To do
The lines from the start of the listing through the line containing "encoded bytes is" should be printed exactly, and no other lines should be printed.

____

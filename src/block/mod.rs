//! # Block Layout
//!
//! On-disk table layout as seen by the scan core: sorted **data blocks** of
//! versioned values and per-table **index blocks** describing them.
//!
//! ## Design Overview
//!
//! Each table on a level consists of one index block plus the data blocks it
//! points at:
//!
//! ```text
//! IndexBlock:  [boundary_key | address | checksum]   (one entry per data block,
//!              [boundary_key | address | checksum]    boundary = block's max key,
//!              ...                                    entries sorted ascending)
//!
//! DataBlock:   [Value, Value, ...]                   (strictly sorted by key)
//! ```
//!
//! Blocks travel through the storage grid as [`bincode`]-encoded bytes with
//! **fixed integer encoding**; a CRC32 checksum over the encoded bytes is
//! computed at write time and verified on every read. Tombstones are ordinary
//! values flagged `tombstone` — the scan core merges them like any other
//! value and leaves filtering to callers.
//!
//! Blocks are immutable once stored. During a scan each block is decoded
//! once, into a scan-owned buffer slot, and stays valid there until the scan
//! advances past it.

// ------------------------------------------------------------------------------------------------
// Unit tests
// ------------------------------------------------------------------------------------------------


// ------------------------------------------------------------------------------------------------
// Includes
// ------------------------------------------------------------------------------------------------

use bincode::config::standard;
use bincode::{Decode, Encode};
use thiserror::Error;

// ------------------------------------------------------------------------------------------------
// Identifiers
// ------------------------------------------------------------------------------------------------

/// Storage address of one block.
pub type BlockAddress = u64;

/// CRC32 over a block's encoded bytes.
pub type BlockChecksum = u32;

// ------------------------------------------------------------------------------------------------
// Error Types
// ------------------------------------------------------------------------------------------------

/// Errors surfaced while encoding or decoding block bytes.
#[derive(Debug, Error)]
pub enum BlockError {
    /// Block could not be encoded.
    #[error("Block encode error: {0}")]
    Encode(#[from] bincode::error::EncodeError),

    /// Block bytes could not be decoded.
    #[error("Block decode error: {0}")]
    Decode(#[from] bincode::error::DecodeError),
}

// ------------------------------------------------------------------------------------------------
// Value
// ------------------------------------------------------------------------------------------------

/// A single versioned entry: a key, its payload, and a tombstone flag.
///
/// Values are immutable within a table. A tombstone carries an empty payload
/// and marks the key as deleted in its generation; the scan core delivers
/// tombstones unfiltered so that callers can resolve visibility.
#[derive(Debug, Clone, PartialEq, Eq, Encode, Decode)]
pub struct Value {
    /// The key bytes. Defines ordering and equality.
    pub key: Vec<u8>,

    /// The payload bytes. Empty for tombstones.
    pub value: Vec<u8>,

    /// Whether this entry deletes the key.
    pub tombstone: bool,
}

impl Value {
    /// A live key-value pair.
    pub fn put(key: impl Into<Vec<u8>>, value: impl Into<Vec<u8>>) -> Self {
        Self {
            key: key.into(),
            value: value.into(),
            tombstone: false,
        }
    }

    /// A deletion marker for `key`.
    pub fn tombstone(key: impl Into<Vec<u8>>) -> Self {
        Self {
            key: key.into(),
            value: Vec::new(),
            tombstone: true,
        }
    }
}

// ------------------------------------------------------------------------------------------------
// Index Block
// ------------------------------------------------------------------------------------------------

/// Per-table directory of data blocks.
///
/// Three parallel arrays, sorted ascending by boundary key. Entry `i`
/// describes data block `i`: `keys[i]` is that block's **largest** key,
/// `addresses[i]` / `checksums[i]` locate and verify it in storage.
#[derive(Debug, Clone, Default, PartialEq, Eq, Encode, Decode)]
pub struct IndexBlock {
    keys: Vec<Vec<u8>>,
    addresses: Vec<BlockAddress>,
    checksums: Vec<BlockChecksum>,
}

impl IndexBlock {
    pub fn new() -> Self {
        Self::default()
    }

    /// Appends one data-block entry. Boundary keys must arrive in strictly
    /// ascending order.
    pub fn push_entry(&mut self, boundary_key: Vec<u8>, address: BlockAddress, checksum: BlockChecksum) {
        if let Some(last) = self.keys.last() {
            assert!(
                last.as_slice() < boundary_key.as_slice(),
                "index block boundary keys must be strictly ascending"
            );
        }
        self.keys.push(boundary_key);
        self.addresses.push(address);
        self.checksums.push(checksum);
    }

    /// Boundary keys (each data block's max key), sorted ascending.
    pub fn data_keys(&self) -> &[Vec<u8>] {
        &self.keys
    }

    /// Data-block addresses, parallel to [`IndexBlock::data_keys`].
    pub fn data_addresses(&self) -> &[BlockAddress] {
        &self.addresses
    }

    /// Data-block checksums, parallel to [`IndexBlock::data_keys`].
    pub fn data_checksums(&self) -> &[BlockChecksum] {
        &self.checksums
    }

    /// Number of data blocks described.
    pub fn len(&self) -> usize {
        self.keys.len()
    }

    pub fn is_empty(&self) -> bool {
        self.keys.is_empty()
    }

    /// Drops all entries, keeping allocations for reuse.
    pub fn clear(&mut self) {
        self.keys.clear();
        self.addresses.clear();
        self.checksums.clear();
    }
}

// ------------------------------------------------------------------------------------------------
// Data Block
// ------------------------------------------------------------------------------------------------

/// A sorted run of values stored contiguously.
#[derive(Debug, Clone, Default, PartialEq, Eq, Encode, Decode)]
pub struct DataBlock {
    values: Vec<Value>,
}

impl DataBlock {
    pub fn new() -> Self {
        Self::default()
    }

    /// Appends one value. Keys must arrive in strictly ascending order.
    pub fn push(&mut self, value: Value) {
        if let Some(last) = self.values.last() {
            assert!(
                last.key < value.key,
                "data block keys must be strictly ascending"
            );
        }
        self.values.push(value);
    }

    /// The values, sorted ascending by key.
    pub fn values(&self) -> &[Value] {
        &self.values
    }

    /// Binary point lookup within this block.
    pub fn search(&self, key: &[u8]) -> Option<&Value> {
        self.values
            .binary_search_by(|value| value.key.as_slice().cmp(key))
            .ok()
            .map(|index| &self.values[index])
    }

    pub fn len(&self) -> usize {
        self.values.len()
    }

    pub fn is_empty(&self) -> bool {
        self.values.is_empty()
    }

    /// Drops all values, keeping the allocation for reuse.
    pub fn clear(&mut self) {
        self.values.clear();
    }
}

// ------------------------------------------------------------------------------------------------
// Encoding helpers
// ------------------------------------------------------------------------------------------------

/// Encodes a block into the byte form stored by the grid: standard bincode
/// configuration with fixed-int encoding.
pub fn encode_block<T: Encode>(block: &T) -> Result<Vec<u8>, BlockError> {
    Ok(bincode::encode_to_vec(
        block,
        standard().with_fixed_int_encoding(),
    )?)
}

/// Decodes block bytes previously produced by [`encode_block`].
pub fn decode_block<T: Decode<()>>(bytes: &[u8]) -> Result<T, BlockError> {
    let (block, _) = bincode::decode_from_slice(bytes, standard().with_fixed_int_encoding())?;
    Ok(block)
}

/// CRC32 over encoded block bytes.
pub fn checksum_of(bytes: &[u8]) -> BlockChecksum {
    crc32fast::hash(bytes)
}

____

Answer to this exercise
filename src/block/mod.rs
//! # Block Layout
//!
//! On-disk table layout as seen by the scan core: sorted **data blocks** of
//! versioned values and per-table **index blocks** describing them.
//!
//! ## Design Overview
//!
//! Each table on a level consists of one index block plus the data blocks it
//! points at:
//!
//! ```text
//! IndexBlock:  [boundary_key | address | checksum]   (one entry per data block,
//!              [boundary_key | address | checksum]    boundary = block's max key,
//!              ...                                    entries sorted ascending)
//!
//! DataBlock:   [Value, Value, ...]                   (strictly sorted by key)
//! ```
//!
//! Blocks travel through the storage grid as [`bincode`]-encoded bytes with
//! **fixed integer encoding**; a CRC32 checksum over the encoded bytes is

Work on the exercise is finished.